§ Record excerpts:

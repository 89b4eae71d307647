//! In-memory object store (HashMap storage) for tests and local runs

use async_trait::async_trait;
use bytes::Bytes;
use parking_lot::RwLock;
use std::collections::HashMap;
use std::sync::atomic::{AtomicUsize, Ordering};
use std::sync::Arc;

use super::{generate_object_key, object_key_from_url, object_url, ObjectStore, StorageError};
use crate::constants::DEFAULT_KEY_PREFIX;

#[derive(Debug, Clone)]
struct StoredObject {
    data: Bytes,
    content_type: String,
}

/// Object store keeping every object in process memory
///
/// Clones share the same objects, counters and failure switches.
#[derive(Clone)]
pub struct MemoryObjectStore {
    base_url: String,
    key_prefix: String,
    objects: Arc<RwLock<HashMap<String, StoredObject>>>,
    fetches: Arc<AtomicUsize>,
    stores: Arc<AtomicUsize>,
    deletes: Arc<AtomicUsize>,
    /// Simulate backend failures if true
    fail_fetch: Arc<RwLock<bool>>,
    fail_store: Arc<RwLock<bool>>,
    fail_delete: Arc<RwLock<bool>>,
}

impl MemoryObjectStore {
    pub fn new(bucket: &str) -> Self {
        Self {
            base_url: format!("memory://{}", bucket),
            key_prefix: DEFAULT_KEY_PREFIX.to_string(),
            objects: Arc::new(RwLock::new(HashMap::new())),
            fetches: Arc::new(AtomicUsize::new(0)),
            stores: Arc::new(AtomicUsize::new(0)),
            deletes: Arc::new(AtomicUsize::new(0)),
            fail_fetch: Arc::new(RwLock::new(false)),
            fail_store: Arc::new(RwLock::new(false)),
            fail_delete: Arc::new(RwLock::new(false)),
        }
    }

    pub fn with_key_prefix(mut self, prefix: &str) -> Self {
        self.key_prefix = prefix.to_string();
        self
    }

    pub fn base_url(&self) -> &str {
        &self.base_url
    }

    pub fn set_fail_fetch(&self, enabled: bool) {
        *self.fail_fetch.write() = enabled;
    }

    pub fn set_fail_store(&self, enabled: bool) {
        *self.fail_store.write() = enabled;
    }

    pub fn set_fail_delete(&self, enabled: bool) {
        *self.fail_delete.write() = enabled;
    }

    /// Number of fetch calls, including failed ones
    pub fn fetch_count(&self) -> usize {
        self.fetches.load(Ordering::SeqCst)
    }

    pub fn store_count(&self) -> usize {
        self.stores.load(Ordering::SeqCst)
    }

    pub fn delete_count(&self) -> usize {
        self.deletes.load(Ordering::SeqCst)
    }

    /// Total calls of any kind
    pub fn call_count(&self) -> usize {
        self.fetch_count() + self.store_count() + self.delete_count()
    }

    pub fn object_count(&self) -> usize {
        self.objects.read().len()
    }

    pub fn contains(&self, url: &str) -> bool {
        object_key_from_url(&self.base_url, url)
            .map(|key| self.objects.read().contains_key(&key))
            .unwrap_or(false)
    }

    /// Stored bytes and content type, bypassing counters
    pub fn get(&self, url: &str) -> Option<(Bytes, String)> {
        let key = object_key_from_url(&self.base_url, url).ok()?;
        self.objects
            .read()
            .get(&key)
            .map(|o| (o.data.clone(), o.content_type.clone()))
    }

    pub fn clear(&self) {
        self.objects.write().clear();
    }
}

#[async_trait]
impl ObjectStore for MemoryObjectStore {
    async fn fetch(&self, url: &str, max_bytes: usize) -> Result<Bytes, StorageError> {
        self.fetches.fetch_add(1, Ordering::SeqCst);
        if *self.fail_fetch.read() {
            return Err(StorageError::Backend("Simulated fetch failure".to_string()));
        }

        let key = object_key_from_url(&self.base_url, url)?;
        let data = self
            .objects
            .read()
            .get(&key)
            .map(|o| o.data.clone())
            .ok_or_else(|| StorageError::NotFound(key.clone()))?;

        if data.len() > max_bytes {
            return Err(StorageError::TooLarge {
                key,
                size: data.len() as u64,
                limit: max_bytes,
            });
        }
        Ok(data)
    }

    async fn store(&self, data: Bytes, content_type: &str) -> Result<String, StorageError> {
        self.stores.fetch_add(1, Ordering::SeqCst);
        if *self.fail_store.read() {
            return Err(StorageError::Backend("Simulated store failure".to_string()));
        }

        let key = generate_object_key(&self.key_prefix);
        let url = object_url(&self.base_url, &key);
        self.objects.write().insert(
            key,
            StoredObject {
                data,
                content_type: content_type.to_string(),
            },
        );
        Ok(url)
    }

    async fn delete(&self, url: &str) -> Result<(), StorageError> {
        self.deletes.fetch_add(1, Ordering::SeqCst);
        if *self.fail_delete.read() {
            return Err(StorageError::Backend("Simulated delete failure".to_string()));
        }

        let key = object_key_from_url(&self.base_url, url)?;
        // Deleting a missing object succeeds, as with S3
        self.objects.write().remove(&key);
        Ok(())
    }
}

§ Exercise description:
Return the span of lines in the data above that opens at the line with "use std::sync::Arc;" and closes at the line with "of any kind", exactly, ends included, nothing else.

§ Response to this exercise:
use std::sync::Arc;

use super::{generate_object_key, object_key_from_url, object_url, ObjectStore, StorageError};
use crate::constants::DEFAULT_KEY_PREFIX;

#[derive(Debug, Clone)]
struct StoredObject {
    data: Bytes,
    content_type: String,
}

/// Object store keeping every object in process memory
///
/// Clones share the same objects, counters and failure switches.
#[derive(Clone)]
pub struct MemoryObjectStore {
    base_url: String,
    key_prefix: String,
    objects: Arc<RwLock<HashMap<String, StoredObject>>>,
    fetches: Arc<AtomicUsize>,
    stores: Arc<AtomicUsize>,
    deletes: Arc<AtomicUsize>,
    /// Simulate backend failures if true
    fail_fetch: Arc<RwLock<bool>>,
    fail_store: Arc<RwLock<bool>>,
    fail_delete: Arc<RwLock<bool>>,
}

impl MemoryObjectStore {
    pub fn new(bucket: &str) -> Self {
        Self {
            base_url: format!("memory://{}", bucket),
            key_prefix: DEFAULT_KEY_PREFIX.to_string(),
            objects: Arc::new(RwLock::new(HashMap::new())),
            fetches: Arc::new(AtomicUsize::new(0)),
            stores: Arc::new(AtomicUsize::new(0)),
            deletes: Arc::new(AtomicUsize::new(0)),
            fail_fetch: Arc::new(RwLock::new(false)),
            fail_store: Arc::new(RwLock::new(false)),
            fail_delete: Arc::new(RwLock::new(false)),
        }
    }

    pub fn with_key_prefix(mut self, prefix: &str) -> Self {
        self.key_prefix = prefix.to_string();
        self
    }

    pub fn base_url(&self) -> &str {
        &self.base_url
    }

    pub fn set_fail_fetch(&self, enabled: bool) {
        *self.fail_fetch.write() = enabled;
    }

    pub fn set_fail_store(&self, enabled: bool) {
        *self.fail_store.write() = enabled;
    }

    pub fn set_fail_delete(&self, enabled: bool) {
        *self.fail_delete.write() = enabled;
    }

    /// Number of fetch calls, including failed ones
    pub fn fetch_count(&self) -> usize {
        self.fetches.load(Ordering::SeqCst)
    }

    pub fn store_count(&self) -> usize {
        self.stores.load(Ordering::SeqCst)
    }

    pub fn delete_count(&self) -> usize {
        self.deletes.load(Ordering::SeqCst)
    }

    /// Total calls of any kind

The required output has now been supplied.